Dunque Dessì parla della Sardegna come fosse un elemento quasi fisico, una “zona di silenzio” che cattura il cittadino, il sardo per l’appunto. Paese d’ombre, forse inavvertitamente, vinse il Premio Strega nel 1972, ma quel che era contenuto nella storia era quasi secoli lontano da noi, ma realisticamente raccontava un presente riconosciuto.
E’ la storia di Angelo Uras, che dopo un incidente che costò la vita a don Francesco Fulgeri, una sorte di padre putativo del ragazzo, eredita, insieme alla madre, un patrimonio ben sostanzioso dell’uomo (beni mobili, ma soprattutto immobili) e grazie a quell’eredità svolgerà un ruolo ben predominante nella vita di Norbio il paese dove abita: diventerà addirittura sindaco e riuscirà a risolvere anche diatribe non indifferenti nell’arco della sua carica.

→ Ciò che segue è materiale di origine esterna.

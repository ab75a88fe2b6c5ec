//! Order API configuration module.
//!
//! Configuration is loaded from environment variables with fallback to
//! defaults, so a bare `order-api` starts a working local instance.

use serde::{Deserialize, Serialize};
use std::env;
use std::path::PathBuf;

/// Order API configuration.
#[derive(Debug, Clone, Serialize, Deserialize)]
pub struct ApiConfig {
    /// HTTP server port
    pub http_port: u16,

    /// Path to the SQLite database file
    pub database_path: PathBuf,
}

impl ApiConfig {
    /// Load configuration from environment variables.
    ///
    /// ## Variables
    /// - `CONO_API_PORT` - HTTP port (default: 8080)
    /// - `CONO_DB_PATH` - SQLite file path (default: ./data/cono.db)
    pub fn load() -> Result<Self, ConfigError> {
        let config = ApiConfig {
            http_port: env::var("CONO_API_PORT")
                .unwrap_or_else(|_| "8080".to_string())
                .parse()
                .map_err(|_| ConfigError::InvalidValue("CONO_API_PORT".to_string()))?,

            database_path: env::var("CONO_DB_PATH")
                .unwrap_or_else(|_| "./data/cono.db".to_string())
                .into(),
        };

        Ok(config)
    }
}

/// Configuration error types.
#[derive(Debug, thiserror::Error)]
pub enum ConfigError {
    #[error("Invalid value for {0}")]
    InvalidValue(String),
}

#[cfg(test)]
mod tests {
    use super::*;

    #[test]
    fn test_defaults() {
        // Only exercising the fallback path; the variables are unset in CI.
        if env::var("CONO_API_PORT").is_err() && env::var("CONO_DB_PATH").is_err() {
            let config = ApiConfig::load().unwrap();
            assert_eq!(config.http_port, 8080);
            assert_eq!(config.database_path, PathBuf::from("./data/cono.db"));
        }
    }
}
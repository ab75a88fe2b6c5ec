//! # Cone Assembler
//!
//! Step-by-step construction of a priced cone. Every observable step is
//! mirrored into the [`OperationLog`](crate::oplog::OperationLog).
//!
//! ## Assembly Pipeline
//! ```text
//! ┌──────────────────────────────────────────────────────────────────┐
//! │                     Cone Assembly Pipeline                       │
//! │                                                                  │
//! │   Variant + Size ──► new() ───────────► base price, base         │
//! │                       │                 ingredients              │
//! │                       ▼                                          │
//! │   requested list ──► add_toppings() ──► price += each catalog    │
//! │                       │                 hit, ingredient added    │
//! │                       │                 once, unknowns skipped   │
//! │                       ▼                                          │
//! │                      apply_combo_discount()                      │
//! │                       │                 10% off when ≥3 extra    │
//! │                       │                 catalog toppings         │
//! │                       ▼                                          │
//! │                      finalize() ──────► PricedResult             │
//! └──────────────────────────────────────────────────────────────────┘
//! ```

use serde_json::json;
use tracing::debug;

use crate::money::Money;
use crate::oplog::{OperationKind, OperationLog};
use crate::toppings;
use crate::types::{PricedResult, Size};
use crate::variant::Variant;

/// An in-progress cone being priced.
///
/// ## Invariants
/// - `ingredients` is duplicate-free and keeps first-insertion order
/// - `price` only moves through catalog additions and the combo discount
/// - The size string is kept verbatim for echoing; pricing resolved it
///   through [`Size::from_name_or_medium`] exactly once, in `new()`
#[derive(Debug, Clone)]
pub struct ConeAssembler {
    variant: Variant,
    size: String,
    price: Money,
    discount: Money,
    ingredients: Vec<String>,
    order_id: i64,
    log: OperationLog,
}

impl ConeAssembler {
    /// Starts an assembly from the variant's base recipe.
    ///
    /// Records a `CREATE_BASE_CONE` event carrying the resolved base price
    /// and ingredient list. An unrecognized size prices as Medium.
    pub fn new(variant: Variant, size: &str, order_id: i64, log: OperationLog) -> Self {
        let base_price = variant.base_price(Size::from_name_or_medium(size));
        let ingredients: Vec<String> = variant
            .base_ingredients()
            .iter()
            .map(|ingredient| ingredient.to_string())
            .collect();

        log.append(
            OperationKind::CreateBaseCone,
            order_id,
            json!({
                "variant": variant.name(),
                "size": size,
                "base_price_cents": base_price.cents(),
                "base_ingredients": ingredients,
            }),
        );

        ConeAssembler {
            variant,
            size: size.to_string(),
            price: base_price,
            discount: Money::zero(),
            ingredients,
            order_id,
            log,
        }
    }

    /// Applies one requested topping.
    ///
    /// ## Behavior
    /// - Catalog hit: price goes up by the topping price; the ingredient is
    ///   added unless already present; an `ADD_TOPPING` event is recorded
    /// - Catalog miss: nothing changes and nothing is recorded
    /// - Requesting the same topping twice charges twice but lists the
    ///   ingredient once
    pub fn add_topping(&mut self, name: &str) {
        let Some(price) = toppings::topping_price(name) else {
            debug!(topping = %name, "unknown topping skipped");
            return;
        };

        self.price += price;
        if !self.ingredients.iter().any(|ingredient| ingredient == name) {
            self.ingredients.push(name.to_string());
        }

        self.log.append(
            OperationKind::AddTopping,
            self.order_id,
            json!({
                "topping": name,
                "price_cents": price.cents(),
            }),
        );
    }

    /// Applies every requested topping, in request order.
    pub fn add_toppings(&mut self, toppings: &[String]) {
        for topping in toppings {
            self.add_topping(topping);
        }
    }

    /// Applies the combo discount if the cone qualifies.
    ///
    /// ## Rules
    /// - Qualifies when at least [`COMBO_TOPPING_THRESHOLD`](crate::COMBO_TOPPING_THRESHOLD)
    ///   ingredients are *extra* catalog toppings (see [`extra_topping_count`](Self::extra_topping_count))
    /// - Discount is [`COMBO_DISCOUNT_BPS`](crate::COMBO_DISCOUNT_BPS) of the
    ///   post-topping total, subtracted from the price
    /// - Records an `APPLY_DISCOUNT` event with the amount and reason
    pub fn apply_combo_discount(&mut self) {
        if self.extra_topping_count() < crate::COMBO_TOPPING_THRESHOLD {
            return;
        }

        let discount = self.price.percentage(crate::COMBO_DISCOUNT_BPS);
        self.price -= discount;
        self.discount = discount;

        self.log.append(
            OperationKind::ApplyDiscount,
            self.order_id,
            json!({
                "discount_cents": discount.cents(),
                "reason": crate::COMBO_DISCOUNT_REASON,
            }),
        );
    }

    /// Number of current ingredients that are catalog toppings *and* not
    /// part of the variant's base recipe.
    ///
    /// A requested topping that happens to be a base ingredient (tomato on
    /// a Vegetarian cone) is charged normally but never moves this count —
    /// the combo discount rewards genuinely extra toppings.
    pub fn extra_topping_count(&self) -> usize {
        let base = self.variant.base_ingredients();
        self.ingredients
            .iter()
            .filter(|ingredient| toppings::is_topping(ingredient))
            .filter(|ingredient| !base.contains(&ingredient.as_str()))
            .count()
    }

    /// Current running price.
    pub fn price(&self) -> Money {
        self.price
    }

    /// Discount applied so far (zero until the combo rule fires).
    pub fn discount(&self) -> Money {
        self.discount
    }

    /// Current ingredient list, first-insertion order.
    pub fn ingredients(&self) -> &[String] {
        &self.ingredients
    }

    /// Consumes the assembly into its final result and records a
    /// `CONE_COMPLETED` event carrying that result.
    pub fn finalize(self) -> PricedResult {
        let ConeAssembler {
            variant,
            size,
            price,
            discount,
            ingredients,
            order_id,
            log,
        } = self;

        let result = PricedResult {
            final_price_cents: price.cents(),
            discount_cents: discount.cents(),
            final_ingredients: ingredients,
            size,
            variant_kind: variant.kind_tag().to_string(),
        };

        log.append(
            OperationKind::ConeCompleted,
            order_id,
            serde_json::to_value(&result).unwrap_or_default(),
        );

        result
    }
}

// =============================================================================
// Unit Tests
// =============================================================================

#[cfg(test)]
mod tests {
    use super::*;
    use crate::oplog::LogQuery;

    fn strings(names: &[&str]) -> Vec<String> {
        names.iter().map(|name| name.to_string()).collect()
    }

    #[test]
    fn test_new_seeds_base_recipe() {
        let log = OperationLog::new();
        let cone = ConeAssembler::new(Variant::Carnivore, "Medium", 1, log.clone());

        assert_eq!(cone.price(), Money::from_cents(2000));
        assert_eq!(
            cone.ingredients(),
            &["ground_meat", "onion", "special_sauce", "cone_bread"]
        );

        let created = log.query(&LogQuery {
            kind: Some(OperationKind::CreateBaseCone),
            ..LogQuery::default()
        });
        assert_eq!(created.len(), 1);
        assert_eq!(created[0].details["base_price_cents"], 2000);
        assert_eq!(created[0].details["size"], "Medium");
    }

    #[test]
    fn test_unknown_size_prices_as_medium() {
        let log = OperationLog::new();
        let cone = ConeAssembler::new(Variant::Carnivore, "Huge", 1, log);
        assert_eq!(cone.price(), Money::from_cents(2000));
    }

    #[test]
    fn test_add_topping_prices_and_lists_once() {
        let log = OperationLog::new();
        let mut cone = ConeAssembler::new(Variant::Carnivore, "Small", 1, log.clone());
        cone.add_topping("bacon");

        assert_eq!(cone.price(), Money::from_cents(1500 + 500));
        assert!(cone.ingredients().contains(&"bacon".to_string()));

        let added = log.query(&LogQuery {
            kind: Some(OperationKind::AddTopping),
            ..LogQuery::default()
        });
        assert_eq!(added.len(), 1);
        assert_eq!(added[0].details["topping"], "bacon");
        assert_eq!(added[0].details["price_cents"], 500);
    }

    #[test]
    fn test_duplicate_topping_charged_twice_listed_once() {
        let log = OperationLog::new();
        let mut cone = ConeAssembler::new(Variant::Carnivore, "Small", 1, log);
        cone.add_toppings(&strings(&["bacon", "bacon"]));

        assert_eq!(cone.price(), Money::from_cents(1500 + 500 + 500));
        let bacon_count = cone
            .ingredients()
            .iter()
            .filter(|ingredient| ingredient.as_str() == "bacon")
            .count();
        assert_eq!(bacon_count, 1);
    }

    #[test]
    fn test_unknown_topping_changes_nothing() {
        let log = OperationLog::new();
        let mut cone = ConeAssembler::new(Variant::Healthy, "Small", 1, log.clone());
        let before = log.len();
        cone.add_topping("chocolate_chips");

        assert_eq!(cone.price(), Money::from_cents(1800));
        assert_eq!(cone.ingredients().len(), 7);
        assert_eq!(log.len(), before);
    }

    #[test]
    fn test_base_overlap_topping_is_charged_but_not_extra() {
        let log = OperationLog::new();
        let mut cone = ConeAssembler::new(Variant::Vegetarian, "Small", 1, log);
        cone.add_topping("tomato");

        // Charged: 12.00 + 1.00. Not re-listed, not counted as extra.
        assert_eq!(cone.price(), Money::from_cents(1300));
        let tomato_count = cone
            .ingredients()
            .iter()
            .filter(|ingredient| ingredient.as_str() == "tomato")
            .count();
        assert_eq!(tomato_count, 1);
        assert_eq!(cone.extra_topping_count(), 0);

        cone.apply_combo_discount();
        assert_eq!(cone.price(), Money::from_cents(1300));
        assert!(cone.discount().is_zero());
    }

    #[test]
    fn test_combo_discount_at_three_extras() {
        let log = OperationLog::new();
        let mut cone = ConeAssembler::new(Variant::Carnivore, "Medium", 1, log.clone());
        cone.add_toppings(&strings(&["cheese_extra", "fries", "bacon"]));
        assert_eq!(cone.price(), Money::from_cents(3000));
        assert_eq!(cone.extra_topping_count(), 3);

        cone.apply_combo_discount();
        assert_eq!(cone.discount(), Money::from_cents(300));
        assert_eq!(cone.price(), Money::from_cents(2700));

        let discounts = log.query(&LogQuery {
            kind: Some(OperationKind::ApplyDiscount),
            ..LogQuery::default()
        });
        assert_eq!(discounts.len(), 1);
        assert_eq!(discounts[0].details["discount_cents"], 300);
        assert_eq!(discounts[0].details["reason"], "combo_3_toppings");
    }

    #[test]
    fn test_no_discount_below_threshold() {
        let log = OperationLog::new();
        let mut cone = ConeAssembler::new(Variant::Carnivore, "Medium", 1, log.clone());
        cone.add_toppings(&strings(&["cheese_extra", "fries"]));
        cone.apply_combo_discount();

        assert_eq!(cone.price(), Money::from_cents(2500));
        assert!(cone.discount().is_zero());
        let discounts = log.query(&LogQuery {
            kind: Some(OperationKind::ApplyDiscount),
            ..LogQuery::default()
        });
        assert!(discounts.is_empty());
    }

    #[test]
    fn test_finalize_reports_and_logs_the_result() {
        let log = OperationLog::new();
        let mut cone = ConeAssembler::new(Variant::Carnivore, "Medium", 42, log.clone());
        cone.add_toppings(&strings(&["cheese_extra", "fries", "bacon"]));
        cone.apply_combo_discount();
        let result = cone.finalize();

        assert_eq!(result.final_price_cents, 2700);
        assert_eq!(result.discount_cents, 300);
        assert_eq!(result.size, "Medium");
        assert_eq!(result.variant_kind, "CarnivoreCone");
        assert_eq!(
            result.final_ingredients,
            vec![
                "ground_meat",
                "onion",
                "special_sauce",
                "cone_bread",
                "cheese_extra",
                "fries",
                "bacon"
            ]
        );

        let completed = log.query(&LogQuery {
            kind: Some(OperationKind::ConeCompleted),
            ..LogQuery::default()
        });
        assert_eq!(completed.len(), 1);
        assert_eq!(completed[0].order_id, 42);
        assert_eq!(completed[0].details["final_price_cents"], 2700);
    }

    #[test]
    fn test_junk_toppings_leave_base_price() {
        let log = OperationLog::new();
        let mut cone = ConeAssembler::new(Variant::Healthy, "Small", 1, log);
        cone.add_toppings(&strings(&["junk", "more_junk"]));
        cone.apply_combo_discount();
        let result = cone.finalize();

        assert_eq!(result.final_price_cents, 1800);
        assert_eq!(result.discount_cents, 0);
        assert_eq!(result.final_ingredients.len(), 7);
    }
}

Angelo Uras è la persona che… nel silenzio udiva il fruscio del bosco, profondo e complesso come il brusio ansioso di una folla. E a proposito del silenzio ci appare quasi conclusiva l’immagine che ne dà Claudio Varese, colui che ha curato l’introduzione a questa edizione del libro: Il silenzio è il cerchio nel quale si viene formando il racconto stesso, è una qualità che Dessì vede nella Sardegna e nei sardi, è una dimensione nella quale questi uomini e queste donne si maturano in un tempo lento che si raccoglie in un punto. Il silenzio è nelle cose e negli uomini, può riempirsi di un brulichio di pensieri o può riempire la valle improvviso, può accompagnarsi con la morte e può difendere una lenta agonia, può accompagnarsi al pianto e può approfondire la gioia, diventarne condizione e misura.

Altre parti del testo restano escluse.